- Work item: With no edits of any kind, print each record that follows.
+ + + + + + +
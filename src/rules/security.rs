//! Dangerous-call pattern check.

use std::sync::LazyLock;

use regex::Regex;

use crate::models::{Issue, IssueKind, Severity};

use super::{LineContext, LineRule};

/// Known-dangerous call patterns with their messages, in declared order.
static INSECURE_PATTERNS: LazyLock<Vec<(Regex, &'static str)>> = LazyLock::new(|| {
    [
        (r"\beval\s*\(", "Avoid eval(): code injection risk."),
        (r"\bexec\s*\(", "Avoid exec(): arbitrary code execution risk."),
        (
            r"subprocess\.[A-Za-z_]+\(.*shell\s*=\s*True",
            "subprocess with shell=True is dangerous; pass an argument list instead.",
        ),
        (
            r"\bos\.system\s*\(",
            "os.system() runs through the shell; prefer subprocess with an argument list.",
        ),
        (
            r"\bpickle\.loads?\s*\(",
            "Deserializing untrusted pickle data can execute arbitrary code; use a safer format.",
        ),
        (
            r"requests\.\w+\(.*verify\s*=\s*False",
            "TLS certificate verification is disabled; restore verify=True.",
        ),
    ]
    .into_iter()
    .map(|(pattern, message)| {
        (
            Regex::new(pattern).expect("valid insecure pattern"),
            message,
        )
    })
    .collect()
});

/// Flags added lines that invoke known-dangerous calls. One issue per
/// matching pattern, so a line can yield several. Severity High.
pub struct SecuritySmellRule;

impl SecuritySmellRule {
    pub fn new() -> Self {
        Self
    }
}

impl Default for SecuritySmellRule {
    fn default() -> Self {
        Self::new()
    }
}

impl LineRule for SecuritySmellRule {
    fn name(&self) -> &'static str {
        "security-smell"
    }

    fn evaluate(&self, ctx: &LineContext<'_>) -> Vec<Issue> {
        INSECURE_PATTERNS
            .iter()
            .filter(|(re, _)| re.is_match(ctx.text))
            .map(|(_, message)| Issue {
                kind: IssueKind::SecuritySmell,
                severity: Severity::High,
                file: ctx.file.to_string(),
                line: Some(ctx.line_no),
                message: (*message).to_string(),
            })
            .collect()
    }
}
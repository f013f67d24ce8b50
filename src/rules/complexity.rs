//! Branching-complexity check.

use std::sync::LazyLock;

use regex::Regex;

use crate::models::diff::AddedLine;
use crate::models::{Issue, IssueKind, Severity};

use super::HunkRule;

/// Conditional and loop keywords counted as branch points.
static BRANCH_KEYWORDS: LazyLock<Regex> = LazyLock::new(|| {
    Regex::new(r"\b(?:if|elif|for|while|try|except|catch|with|match|case|switch)\b")
        .expect("valid branch keyword pattern")
});

/// Flags a hunk whose added lines contain more branch points than the
/// configured threshold. One High issue per flagged hunk, anchored at
/// the hunk's first added line.
pub struct HighComplexityRule {
    threshold: usize,
}

impl HighComplexityRule {
    pub fn new(threshold: usize) -> Self {
        Self { threshold }
    }
}

impl HunkRule for HighComplexityRule {
    fn name(&self) -> &'static str {
        "complexity"
    }

    fn evaluate(&self, file: &str, added: &[AddedLine<'_>]) -> Vec<Issue> {
        let branches: usize = added
            .iter()
            .map(|l| BRANCH_KEYWORDS.find_iter(l.text).count())
            .sum();

        if branches <= self.threshold {
            return Vec::new();
        }

        vec![Issue {
            kind: IssueKind::HighComplexity,
            severity: Severity::High,
            file: file.to_string(),
            line: added.first().map(|l| l.line_no),
            message: format!(
                "High branching complexity in this change ({branches} branch points); consider refactoring."
            ),
        }]
    }
}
+ + + + + + +
- Answer box:
filename src/rules/security.rs
//! Dangerous-call pattern check.

use std::sync::LazyLock;

use regex::Regex;

use crate::models::{Issue, IssueKind, Severity};

use super::{LineContext, LineRule};

/// Known-dangerous call patterns with their messages, in declared order.
static INSECURE_PATTERNS: LazyLock<Vec<(Regex, &'static str)>> = LazyLock::new(|| {
    [
        (r"\beval\s*\(", "Avoid eval(): code injection risk."),
        (r"\bexec\s*\(", "Avoid exec(): arbitrary code execution risk."),
        (
            r"subprocess\.[A-Za-z_]+\(.*shell\s*=\s*True",
            "subprocess with shell=True is dangerous; pass an argument list instead.",
        ),
        (
            r"\bos\.system\s*\(",
            "os.system() runs through the shell; prefer subprocess with an argument list.",
        ),
        (
            r"\bpickle\.loads?\s*\(",
            "Deserializing untrusted pickle data can execute arbitrary code; use a safer format.",
        ),
        (
            r"requests\.\w+\(.*verify\s*=\s*False",
            "TLS certificate verification is disabled; restore verify=True.",
        ),
    ]
    .into_iter()
    .map(|(pattern, message)| {
        (
            Regex::new(pattern).expect("valid insecure pattern"),
            message,
        )
    })
    .collect()
});

/// Flags added lines that invoke known-dangerous calls. One issue per
/// matching pattern, so a line can yield several. Severity High.
pub struct SecuritySmellRule;

impl SecuritySmellRule {
    pub fn new() -> Self {
        Self
    }
}

impl Default for SecuritySmellRule {
    fn default() -> Self {
        Self::new()
    }
}

impl LineRule for SecuritySmellRule {
    fn name(&self) -> &'static str {
        "security-smell"
    }

    fn evaluate(&self, ctx: &LineContext<'_>) -> Vec<Issue> {
        INSECURE_PATTERNS
            .iter()
            .filter(|(re, _)| re.is_match(ctx.text))
            .map(|(_, message)| Issue {
                kind: IssueKind::SecuritySmell,
                severity: Severity::High,
                file: ctx.file.to_string(),
                line: Some(ctx.line_no),
                message: (*message).to_string(),
            })
            .collect()
    }
}
repository f013f67d24ce8b50
filename src/rules/complexity.rs
//! Branching-complexity check.

use std::sync::LazyLock;

use regex::Regex;

use crate::models::diff::AddedLine;
use crate::models::{Issue, IssueKind, Severity};

use super::HunkRule;

/// Conditional and loop keywords counted as branch points.
static BRANCH_KEYWORDS: LazyLock<Regex> = LazyLock::new(|| {
    Regex::new(r"\b(?:if|elif|for|while|try|except|catch|with|match|case|switch)\b")
        .expect("valid branch keyword pattern")
});

/// Flags a hunk whose added lines contain more branch points than the
/// configured threshold. One High issue per flagged hunk, anchored at
/// the hunk's first added line.
pub struct HighComplexityRule {
    threshold: usize,
}

impl HighComplexityRule {
    pub fn new(threshold: usize) -> Self {
        Self { threshold }
    }
}

impl HunkRule for HighComplexityRule {
    fn name(&self) -> &'static str {
        "complexity"
    }

    fn evaluate(&self, file: &str, added: &[AddedLine<'_>]) -> Vec<Issue> {
        let branches: usize = added
            .iter()
            .map(|l| BRANCH_KEYWORDS.find_iter(l.text).count())
            .sum();

        if branches <= self.threshold {
            return Vec::new();
        }

        vec![Issue {
            kind: IssueKind::HighComplexity,
            severity: Severity::High,
            file: file.to_string(),
            line: added.first().map(|l| l.line_no),
            message: format!(
                "High branching complexity in this change ({branches} branch points); consider refactoring."
            ),
        }]
    }
}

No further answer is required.